Saga di Harald Hardrade

 di Snorri Sturluson.






1. HARALD FUGGE DALLA BATTAGLIA DI STIKLESTAD.

Harald, figlio di Sigurd Syr, fratello di Olaf il Santo, nato da stessa madre, era alla battaglia di Stiklestad e aveva quindici anni quando Re Olaf il Santo cadde, come già detto . Harald venne ferito e con altri fuggì in ritirata. Così dice Thjodolf:

“Ho appreso che una tempesta di scudi
si abbatteva poderosa contro il re presso Haug,
e il bruciatore dei Bulgari sostenne bene suo fratello.
Si separò, riluttante, da Olaf morto,
e il principe allora quindicenne
nascose il suo palco da elmo .”

Ragnvald Brusason condusse Harald fuori dalla mischia, e la notte successiva lo portò da un fattore che viveva presso una foresta lontano dalla gente. Il fattore accolse Harald e lo nascose; Harald venne accudito fin quando non fu completamente guarito dalle sue ferite. Poi il figlio del fattore lo accompagnò sulla via orientale lungo il confine della sua terra, attraversando tutti i sentieri percorribili della foresta, evitando la strada principale. Il figlio del fattore non conosceva l’identità del suo compagno; e mentre cavalcavano insieme per le foreste disabitate, Harald declamò questi versi:

“Ora vado di soppiatto di selva in selva con poco onore;
ma chissà se un giorno non diverrò famoso in lungo e in largo?”

Andò verso est oltre il crinale attraverso Jamtaland e Helsingjaland, e arrivò in Svezia, dove trovò Ragnvald Brusason e molti altri uomini di Re Olaf che erano fuggiti dalla battaglia di Stiklestad, e rimasero lì fino alla fine dell’inverno.



2. IL VIAGGIO DI HARALD A COSTANTINOPOLI.

La primavera successiva Harald e Ragnvald presero delle navi e in estate veleggiarono verso oriente, in Gardarike, da Re Jarisleif, e rimasero con lui per tutto l’inverno successivo. Così dice lo scaldo Bolverk:

“Generoso, hai asciugato la bocca di spada
quando hai concluso la lotta;
hai riempito il corvo di carne cruda;
il lupo ululava sulla collina.
E tu, sovrano risoluto,
l’anno seguente eri già ad est in Gardarike;
Non ho mai sentito parlare di un distruttore
di pace che sia riuscito a distinguersi più di te.”

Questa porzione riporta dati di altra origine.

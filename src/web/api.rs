//! JSON endpoints used by the storefront scripts and the admin client.

use axum::{
    extract::{multipart::Multipart, rejection::JsonRejection, Path, Query, State},
    http::StatusCode,
    response::IntoResponse,
    Json,
};
use serde::Deserialize;
use serde_json::{json, Value};
use tracing::debug;

use crate::domain::*;
use crate::error::AcademyError;
use crate::upload::store_course_file;
use crate::web::auth::AdminApi;
use crate::web::error::{ApiError, ApiResult};
use crate::web::state::AppState;

#[derive(Debug, Deserialize)]
pub struct IdQuery {
    pub id: Option<String>,
}

fn parse_id(raw: Option<&str>, what: &str) -> Result<i64, AcademyError> {
    let raw = raw
        .map(str::trim)
        .filter(|s| !s.is_empty())
        .ok_or_else(|| AcademyError::validation(format!("{what} id is required")))?;
    raw.parse()
        .map_err(|_| AcademyError::validation(format!("Invalid {what} id")))
}

fn success() -> Json<Value> {
    Json(json!({ "success": true }))
}

/// Health check endpoint
pub async fn health() -> impl IntoResponse {
    Json(json!({
        "status": "healthy",
        "service": crate::constants::SERVICE_NAME,
        "version": env!("CARGO_PKG_VERSION")
    }))
}

// Public catalog

pub async fn list_courses(
    State(state): State<AppState>,
    Query(filter): Query<CourseFilter>,
) -> ApiResult<Json<Vec<CourseSummary>>> {
    Ok(Json(state.catalog.list_published_courses(&filter).await?))
}

pub async fn course_by_slug(
    State(state): State<AppState>,
    Path(slug): Path<String>,
) -> ApiResult<Json<CourseDetail>> {
    Ok(Json(state.catalog.course_detail(&slug).await?))
}

pub async fn categories(State(state): State<AppState>) -> ApiResult<Json<Vec<CategoryWithCount>>> {
    Ok(Json(state.catalog.list_categories().await?))
}

// Registrations

pub async fn create_registration(
    State(state): State<AppState>,
    payload: Result<Json<NewRegistration>, JsonRejection>,
) -> ApiResult<impl IntoResponse> {
    let Json(input) = payload?;
    let registration = state.catalog.create_registration(input).await?;
    Ok((StatusCode::CREATED, Json(registration)))
}

pub async fn list_registrations(
    _: AdminApi,
    State(state): State<AppState>,
) -> ApiResult<Json<Vec<RegistrationWithCourse>>> {
    Ok(Json(state.catalog.list_registrations().await?))
}

pub async fn update_registration(
    _: AdminApi,
    State(state): State<AppState>,
    payload: Result<Json<StatusUpdate>, JsonRejection>,
) -> ApiResult<Json<Registration>> {
    let Json(update) = payload?;
    Ok(Json(state.catalog.apply_status_update(update).await?))
}

// Course administration

pub async fn create_course(
    _: AdminApi,
    State(state): State<AppState>,
    payload: Result<Json<NewCourse>, JsonRejection>,
) -> ApiResult<impl IntoResponse> {
    let Json(input) = payload?;
    let course = state.catalog.create_course(input).await?;
    Ok((StatusCode::CREATED, Json(course)))
}

pub async fn update_course(
    _: AdminApi,
    State(state): State<AppState>,
    payload: Result<Json<CoursePatch>, JsonRejection>,
) -> ApiResult<Json<Course>> {
    let Json(patch) = payload?;
    Ok(Json(state.catalog.update_course(patch).await?))
}

pub async fn delete_course(
    _: AdminApi,
    State(state): State<AppState>,
    Query(query): Query<IdQuery>,
) -> ApiResult<Json<Value>> {
    let course_id = parse_id(query.id.as_deref(), "course")?;
    state.catalog.delete_course(course_id).await?;
    Ok(success())
}

pub async fn get_course(
    _: AdminApi,
    State(state): State<AppState>,
    Path(id): Path<String>,
) -> ApiResult<Json<Course>> {
    let course_id = parse_id(Some(&id), "course")?;
    Ok(Json(state.catalog.get_course(course_id).await?))
}

pub async fn course_lessons(
    _: AdminApi,
    State(state): State<AppState>,
    Path(id): Path<String>,
) -> ApiResult<Json<Vec<Lesson>>> {
    let course_id = parse_id(Some(&id), "course")?;
    Ok(Json(state.catalog.list_lessons(course_id).await?))
}

// Lesson administration

pub async fn create_lesson(
    _: AdminApi,
    State(state): State<AppState>,
    payload: Result<Json<NewLesson>, JsonRejection>,
) -> ApiResult<impl IntoResponse> {
    let Json(input) = payload?;
    let lesson = state.catalog.create_lesson(input).await?;
    Ok((StatusCode::CREATED, Json(lesson)))
}

pub async fn update_lesson(
    _: AdminApi,
    State(state): State<AppState>,
    payload: Result<Json<LessonPatch>, JsonRejection>,
) -> ApiResult<Json<Lesson>> {
    let Json(patch) = payload?;
    Ok(Json(state.catalog.update_lesson(patch).await?))
}

pub async fn delete_lesson(
    _: AdminApi,
    State(state): State<AppState>,
    Query(query): Query<IdQuery>,
) -> ApiResult<Json<Value>> {
    let lesson_id = parse_id(query.id.as_deref(), "lesson")?;
    state.catalog.delete_lesson(lesson_id).await?;
    Ok(success())
}

pub async fn get_lesson(
    _: AdminApi,
    State(state): State<AppState>,
    Path(id): Path<String>,
) -> ApiResult<Json<Lesson>> {
    let lesson_id = parse_id(Some(&id), "lesson")?;
    Ok(Json(state.catalog.get_lesson(lesson_id).await?))
}

// Uploads

fn multipart_error(e: axum::extract::multipart::MultipartError) -> ApiError {
    ApiError(AcademyError::validation(format!("Invalid upload: {}", e.body_text())))
}

/// Accepts `file` and `courseSlug` multipart fields and stores the file under the course directory.
pub async fn upload(
    _: AdminApi,
    State(state): State<AppState>,
    mut multipart: Multipart,
) -> ApiResult<Json<Value>> {
    let mut course_slug = None;
    let mut file = None;

    while let Some(field) = multipart.next_field().await.map_err(multipart_error)? {
        let name = field.name().map(str::to_string);
        match name.as_deref() {
            Some("courseSlug") => {
                course_slug = Some(field.text().await.map_err(multipart_error)?);
            }
            Some("file") => {
                let file_name = field.file_name().unwrap_or_default().to_string();
                let bytes = field.bytes().await.map_err(multipart_error)?;
                file = Some((file_name, bytes));
            }
            other => debug!("Ignoring multipart field {:?}", other),
        }
    }

    let (file_name, bytes) = file.ok_or_else(|| AcademyError::validation("file is required"))?;
    let course_slug = course_slug
        .filter(|s| !s.trim().is_empty())
        .ok_or_else(|| AcademyError::validation("courseSlug is required"))?;

    let url = store_course_file(
        state.catalog.upload_root(),
        course_slug.trim(),
        &file_name,
        &bytes,
    )
    .await?;

    Ok(Json(json!({ "success": true, "url": url, "fileName": file_name })))
}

Re Jarisleif accolse Harald e Ragnvald con gentilezza e nominò Harald ed Ellif, il figlio dello jarl Ragnvald, capitani della guardia a difesa delle sue terre. Così dice Thjodolf:

“Due capi impegnati in un’unica azione,
dove Ellif aveva il suo dominio;
disposero le loro truppe in formazione a cuneo.
I Venedi orientali furono spinti in un angolo stretto;
i termini dei vassalli
non furono facili sui Lechiti.”

Harald rimase diversi anni in Gardarike e viaggiò in lungo e in largo nella terra d’Oriente. Poi iniziò la sua spedizione in Grecia, e aveva con sé un gran seguito d’uomini; poi andò a Costantinopoli. Così dice Bolverk:
 
“La pioggia fresca guidò impetuosa lungo la costa
la nera prua della nave da guerra avanti,
e le navi corazzate recavano fiere il loro placcaggio.
Il re glorioso vide Costantinopoli dai tetti di metallo
dinanzi la prua; molte navi dai bei bordi avanzavano
verso l’alto bastione della città.”



Estratto dal volume “Saga di Harald Hardrade” di Snorri Sturluson, a cura di Alex Lo Vetro, Midgard Editrice.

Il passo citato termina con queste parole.